As for his return to afternoon duty, he gave the familiar actor-coming-back response, that the new character of Bill represents an exciting creative challenge.

(Genie Francis, the erstwhile Laura, likewise has returned to the soaps, currently as the hotly ambitious Ceara Conner on “All My Children.” The new role is “challenging” and “the really great characters (like Ceara) do not come along very often in a career,” she recently told soap opera columnist Nancy Reichardt.)

During the earlier tour on “G.H.,” rumor had Geary’s salary at $1 million. Geary’s new manager, Ray Katz, said that he wouldn’t be surprised at that figure but added coyly that Geary’s new fee is “in excess of what he earned before.”

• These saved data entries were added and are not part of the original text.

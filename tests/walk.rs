#![allow(clippy::unwrap_used)]

use typed_cbor::{to_vec, Config, Decoder, Encode, ErrorCode, SliceSource};

fn cfg() -> Config {
    Config::new()
}

fn skip_len(bytes: &[u8]) -> usize {
    let mut d = Decoder::new(SliceSource::new(bytes), cfg());
    d.skip_value().unwrap();
    d.position()
}

fn assert_skips_whole<T: Encode>(value: &T) {
    let bytes = to_vec(value, &cfg()).unwrap();
    assert_eq!(skip_len(&bytes), bytes.len());
}

#[test]
fn skip_consumes_exactly_one_item() {
    assert_skips_whole(&0u8);
    assert_skips_whole(&1_000_000u32);
    assert_skips_whole(&-65_537i64);
    assert_skips_whole(&true);
    assert_skips_whole(&());
    assert_skips_whole(&1.5f64);
    assert_skips_whole(&typed_cbor::f16::from_f32(2.0));
    assert_skips_whole(&"a text string");
    assert_skips_whole(&&b"some bytes"[..]);
    assert_skips_whole(&vec![1u32, 2, 3]);
    assert_skips_whole(&vec![vec!["a"], vec!["b", "c"]]);
}

#[test]
fn skip_stops_at_item_boundary() {
    let mut bytes = to_vec(&vec![1u32, 2, 3], &cfg()).unwrap();
    let first = bytes.len();
    bytes.extend(to_vec("next", &cfg()).unwrap());
    assert_eq!(skip_len(&bytes), first);
}

#[test]
fn skip_indefinite_items() {
    assert_eq!(skip_len(&[0x9f, 0x01, 0x02, 0x03, 0xff]), 5);
    // (_ "he" "llo")
    assert_eq!(
        skip_len(&[0x7f, 0x62, 0x68, 0x65, 0x63, 0x6c, 0x6c, 0x6f, 0xff]),
        9
    );
    // {_ "a": 1}
    assert_eq!(skip_len(&[0xbf, 0x61, 0x61, 0x01, 0xff]), 5);
    // Nested: [_ [_ ] ]
    assert_eq!(skip_len(&[0x9f, 0x9f, 0xff, 0xff]), 4);
}

#[test]
fn skip_traverses_tags() {
    // 1(1363896240) — tags are skipped, never decoded.
    let bytes = [0xc1, 0x1a, 0x51, 0x4b, 0x67, 0xb0];
    assert_eq!(skip_len(&bytes), bytes.len());

    // Chained tags over a text string.
    let bytes = [0xc0, 0xc0, 0x62, 0x68, 0x69];
    assert_eq!(skip_len(&bytes), bytes.len());
}

#[test]
fn skip_rejects_missing_break() {
    let mut d = Decoder::new(SliceSource::new(&[0x9f, 0x01, 0x02]), cfg());
    let err = d.skip_value().unwrap_err();
    assert_eq!(err.code, ErrorCode::BufferUnderflow);
}

#[test]
fn skip_rejects_stray_break() {
    let mut d = Decoder::new(SliceSource::new(&[0xff]), cfg());
    let err = d.skip_value().unwrap_err();
    assert_eq!(err.code, ErrorCode::InvalidBreakCode);
}

#[test]
fn skip_rejects_break_between_key_and_value() {
    // {_ "a": <break>} — a key with no value.
    let mut d = Decoder::new(SliceSource::new(&[0xbf, 0x61, 0x61, 0xff]), cfg());
    let err = d.skip_value().unwrap_err();
    assert_eq!(err.code, ErrorCode::InvalidBreakCode);
}

#[test]
fn skip_honors_depth_limit() {
    let mut config = Config::new();
    config.max_depth = 2;
    let mut d = Decoder::new(SliceSource::new(&[0x81, 0x81, 0x80]), config);
    let err = d.skip_value().unwrap_err();
    assert_eq!(err.code, ErrorCode::DepthExceeded);
}

#[test]
fn skip_honors_indefinite_toggle() {
    let mut config = Config::new();
    config.enable_indefinite_length = false;
    let mut d = Decoder::new(SliceSource::new(&[0x9f, 0x01, 0xff]), config);
    let err = d.skip_value().unwrap_err();
    assert_eq!(err.code, ErrorCode::InvalidIndefiniteLength);
}

#[test]
fn skip_rejects_unassigned_simple_values() {
    let mut d = Decoder::new(SliceSource::new(&[0xe0]), cfg());
    let err = d.skip_value().unwrap_err();
    assert_eq!(err.code, ErrorCode::InvalidAdditionalInfo);
}

#[test]
fn skip_matches_decode_position() {
    let values: Vec<Vec<u8>> = vec![
        to_vec(&42u64, &cfg()).unwrap(),
        to_vec("hello", &cfg()).unwrap(),
        to_vec(&vec![vec![1u32], vec![2, 3]], &cfg()).unwrap(),
        to_vec(&Some(-9i32), &cfg()).unwrap(),
    ];
    for bytes in values {
        let mut skipper = Decoder::new(SliceSource::new(&bytes), cfg());
        skipper.skip_value().unwrap();
        assert_eq!(skipper.position(), bytes.len());
    }
}
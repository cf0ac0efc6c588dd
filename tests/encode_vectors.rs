#![allow(clippy::unwrap_used)]

use typed_cbor::{to_vec, Config, Encoder, ErrorCode, VecSink};

fn cfg() -> Config {
    Config::new()
}

#[test]
fn encode_uint_boundaries() {
    assert_eq!(to_vec(&0u8, &cfg()).unwrap(), vec![0x00]);
    assert_eq!(to_vec(&23u64, &cfg()).unwrap(), vec![0x17]);
    assert_eq!(to_vec(&24u64, &cfg()).unwrap(), vec![0x18, 0x18]);
    assert_eq!(to_vec(&255u64, &cfg()).unwrap(), vec![0x18, 0xff]);
    assert_eq!(to_vec(&256u64, &cfg()).unwrap(), vec![0x19, 0x01, 0x00]);
    assert_eq!(to_vec(&65_535u64, &cfg()).unwrap(), vec![0x19, 0xff, 0xff]);
    assert_eq!(
        to_vec(&65_536u64, &cfg()).unwrap(),
        vec![0x1a, 0x00, 0x01, 0x00, 0x00]
    );
    assert_eq!(
        to_vec(&u64::from(u32::MAX), &cfg()).unwrap(),
        vec![0x1a, 0xff, 0xff, 0xff, 0xff]
    );
    assert_eq!(
        to_vec(&(u64::from(u32::MAX) + 1), &cfg()).unwrap(),
        vec![0x1b, 0x00, 0x00, 0x00, 0x01, 0x00, 0x00, 0x00, 0x00]
    );
    assert_eq!(
        to_vec(&u64::MAX, &cfg()).unwrap(),
        vec![0x1b, 0xff, 0xff, 0xff, 0xff, 0xff, 0xff, 0xff, 0xff]
    );
}

#[test]
fn encode_uint_million() {
    assert_eq!(
        to_vec(&1_000_000u32, &cfg()).unwrap(),
        vec![0x1a, 0x00, 0x0f, 0x42, 0x40]
    );
}

#[test]
fn encode_nint_boundaries() {
    assert_eq!(to_vec(&-1i8, &cfg()).unwrap(), vec![0x20]);
    assert_eq!(to_vec(&-24i8, &cfg()).unwrap(), vec![0x37]);
    assert_eq!(to_vec(&-25i8, &cfg()).unwrap(), vec![0x38, 0x18]);
    assert_eq!(to_vec(&-256i64, &cfg()).unwrap(), vec![0x38, 0xff]);
    assert_eq!(to_vec(&-257i64, &cfg()).unwrap(), vec![0x39, 0x01, 0x00]);
    assert_eq!(to_vec(&-65_536i64, &cfg()).unwrap(), vec![0x39, 0xff, 0xff]);
    assert_eq!(
        to_vec(&-65_537i64, &cfg()).unwrap(),
        vec![0x3a, 0x00, 0x01, 0x00, 0x00]
    );
    assert_eq!(
        to_vec(&i64::MIN, &cfg()).unwrap(),
        vec![0x3b, 0x7f, 0xff, 0xff, 0xff, 0xff, 0xff, 0xff, 0xff]
    );
}

#[test]
fn encode_simple_values() {
    assert_eq!(to_vec(&false, &cfg()).unwrap(), vec![0xf4]);
    assert_eq!(to_vec(&true, &cfg()).unwrap(), vec![0xf5]);
    assert_eq!(to_vec(&(), &cfg()).unwrap(), vec![0xf6]);
    assert_eq!(to_vec(&None::<u32>, &cfg()).unwrap(), vec![0xf6]);
    assert_eq!(to_vec(&Some(7u32), &cfg()).unwrap(), vec![0x07]);
}

#[test]
fn encode_floats_by_width() {
    assert_eq!(
        to_vec(&typed_cbor::f16::from_f32(1.0), &cfg()).unwrap(),
        vec![0xf9, 0x3c, 0x00]
    );
    assert_eq!(
        to_vec(&1.0f32, &cfg()).unwrap(),
        vec![0xfa, 0x3f, 0x80, 0x00, 0x00]
    );
    assert_eq!(
        to_vec(&1.1f64, &cfg()).unwrap(),
        vec![0xfb, 0x3f, 0xf1, 0x99, 0x99, 0x99, 0x99, 0x99, 0x9a]
    );
}

#[test]
fn encode_text_and_bytes() {
    assert_eq!(
        to_vec("hello", &cfg()).unwrap(),
        vec![0x65, 0x68, 0x65, 0x6c, 0x6c, 0x6f]
    );
    assert_eq!(to_vec("", &cfg()).unwrap(), vec![0x60]);
    assert_eq!(
        to_vec(&[0xde_u8, 0xad, 0xbe, 0xef][..], &cfg()).unwrap(),
        vec![0x44, 0xde, 0xad, 0xbe, 0xef]
    );
}

#[test]
fn encode_array_of_uints() {
    assert_eq!(
        to_vec(&[1u32, 2, 3, 4, 5], &cfg()).unwrap(),
        vec![0x85, 0x01, 0x02, 0x03, 0x04, 0x05]
    );
    assert_eq!(to_vec(&Vec::<u32>::new(), &cfg()).unwrap(), vec![0x80]);
}

#[test]
fn encode_string_over_limit_errors() {
    let mut config = Config::new();
    config.max_string_length = 4;
    let err = to_vec("hello", &config).unwrap_err();
    assert_eq!(err.code, ErrorCode::InvalidLength);
}

#[test]
fn encode_collection_over_limit_errors() {
    let mut config = Config::new();
    config.max_collection_size = 2;
    let err = to_vec(&[1u32, 2, 3][..], &config).unwrap_err();
    assert_eq!(err.code, ErrorCode::InvalidLength);
}

#[test]
fn encode_indefinite_array() {
    let mut e = Encoder::new(VecSink::new(), cfg());
    e.array_indefinite(|a| {
        a.value(&1u32)?;
        a.value(&2u32)?;
        a.value(&3u32)
    })
    .unwrap();
    assert_eq!(e.into_sink().into_vec(), vec![0x9f, 0x01, 0x02, 0x03, 0xff]);
}

#[test]
fn encode_indefinite_refused_when_disabled() {
    let mut config = Config::new();
    config.enable_indefinite_length = false;
    let mut e = Encoder::new(VecSink::new(), config);
    let err = e.array_indefinite(|_| Ok(())).unwrap_err();
    assert_eq!(err.code, ErrorCode::UnsupportedValue);
}

#[test]
fn builder_length_mismatch_errors() {
    let mut e = Encoder::new(VecSink::new(), cfg());
    let err = e.array(2, |a| a.value(&1u32)).unwrap_err();
    assert_eq!(err.code, ErrorCode::InvalidLength);

    let mut e = Encoder::new(VecSink::new(), cfg());
    let err = e
        .array(1, |a| {
            a.value(&1u32)?;
            a.value(&2u32)
        })
        .unwrap_err();
    assert_eq!(err.code, ErrorCode::InvalidLength);
}

#[test]
fn encode_depth_limit() {
    let mut config = Config::new();
    config.max_depth = 1;
    let mut e = Encoder::new(VecSink::new(), config);
    let err = e
        .array(1, |a| a.value_with(|e| e.array(0, |_| Ok(()))))
        .unwrap_err();
    assert_eq!(err.code, ErrorCode::DepthExceeded);
}

#[test]
fn encode_into_fixed_buffer() {
    let mut buf = [0u8; 8];
    let n = typed_cbor::to_slice(&1_000_000u32, &mut buf, &cfg()).unwrap();
    assert_eq!(&buf[..n], &[0x1a, 0x00, 0x0f, 0x42, 0x40]);

    let mut tiny = [0u8; 2];
    let err = typed_cbor::to_slice(&1_000_000u32, &mut tiny, &cfg()).unwrap_err();
    assert_eq!(err.code, ErrorCode::BufferOverflow);
}

#[test]
fn encode_map_in_declared_order() {
    let mut e = Encoder::new(VecSink::new(), cfg());
    e.map(2, |m| {
        m.entry("b", |e| e.uint(1))?;
        m.entry("a", |e| e.uint(2))
    })
    .unwrap();
    // Entries keep call order; no canonical re-sorting.
    assert_eq!(
        e.into_sink().into_vec(),
        vec![0xa2, 0x61, 0x62, 0x01, 0x61, 0x61, 0x02]
    );
}

#[test]
fn encode_text_bytes_validates() {
    let mut e = Encoder::new(VecSink::new(), cfg());
    let err = e.text_bytes(&[0xff, 0xfe]).unwrap_err();
    assert_eq!(err.code, ErrorCode::InvalidUtf8);

    let mut config = Config::new();
    config.validate_utf8 = false;
    let mut e = Encoder::new(VecSink::new(), config);
    e.text_bytes(&[0xff, 0xfe]).unwrap();
    assert_eq!(e.into_sink().into_vec(), vec![0x62, 0xff, 0xfe]);
}
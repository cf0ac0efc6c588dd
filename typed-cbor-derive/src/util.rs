use proc_macro2::TokenStream;
use syn::{parse_quote, GenericArgument, Ident, Path, PathArguments, Type, WhereClause, WherePredicate};

pub(crate) fn add_where_bound(wc: &mut WhereClause, ty: &Type, bound: TokenStream) {
    let pred: WherePredicate = parse_quote!(#ty: #bound);
    wc.predicates.push(pred);
}

pub(crate) fn is_option_type(ty: &Type) -> bool {
    let Type::Path(tp) = ty else { return false };
    let Some(seg) = tp.path.segments.last() else {
        return false;
    };
    seg.ident == "Option"
}

fn path_might_be_self(path: &Path, self_ident: &Ident) -> bool {
    let Some(last) = path.segments.last() else {
        return false;
    };
    if last.ident != *self_ident {
        return false;
    }
    if path.segments.len() == 1 {
        return true;
    }
    path.segments
        .iter()
        .take(path.segments.len() - 1)
        .all(|seg| matches!(seg.ident.to_string().as_str(), "crate" | "self" | "super"))
}

pub(crate) fn type_mentions_self(ty: &Type, self_ident: &Ident) -> bool {
    match ty {
        Type::Path(tp) => {
            if tp.qself.is_none() && path_might_be_self(&tp.path, self_ident) {
                return true;
            }
            if let Some(q) = &tp.qself {
                if type_mentions_self(&q.ty, self_ident) {
                    return true;
                }
            }
            tp.path.segments.iter().any(|seg| match &seg.arguments {
                PathArguments::AngleBracketed(args) => args.args.iter().any(|arg| match arg {
                    GenericArgument::Type(inner) => type_mentions_self(inner, self_ident),
                    _ => false,
                }),
                _ => false,
            })
        }
        Type::Reference(tr) => type_mentions_self(&tr.elem, self_ident),
        Type::Tuple(tt) => tt.elems.iter().any(|t| type_mentions_self(t, self_ident)),
        Type::Array(ta) => type_mentions_self(&ta.elem, self_ident),
        Type::Slice(ts) => type_mentions_self(&ts.elem, self_ident),
        Type::Group(tg) => type_mentions_self(&tg.elem, self_ident),
        Type::Paren(tp) => type_mentions_self(&tp.elem, self_ident),
        _ => false,
    }
}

Another performer in the new Eckert family on “G.H.” will be singer-actress Carol Lawrence, who plays the passionate Italian Angela, Bill’s mother. Also in the family: Her German baker husband Fred (Bill Boyett), the rebellious young daughter Jenny (Cheryl Richardson), nephew Joey (James Morrison) and Bill’s son Sly (Glenn Walker Harris Jr.).

For another new diversion, Arte Johnson, the “Laugh-In” madcap, will portray a character who can find ways of doing things “that are not authentic,” Monty says.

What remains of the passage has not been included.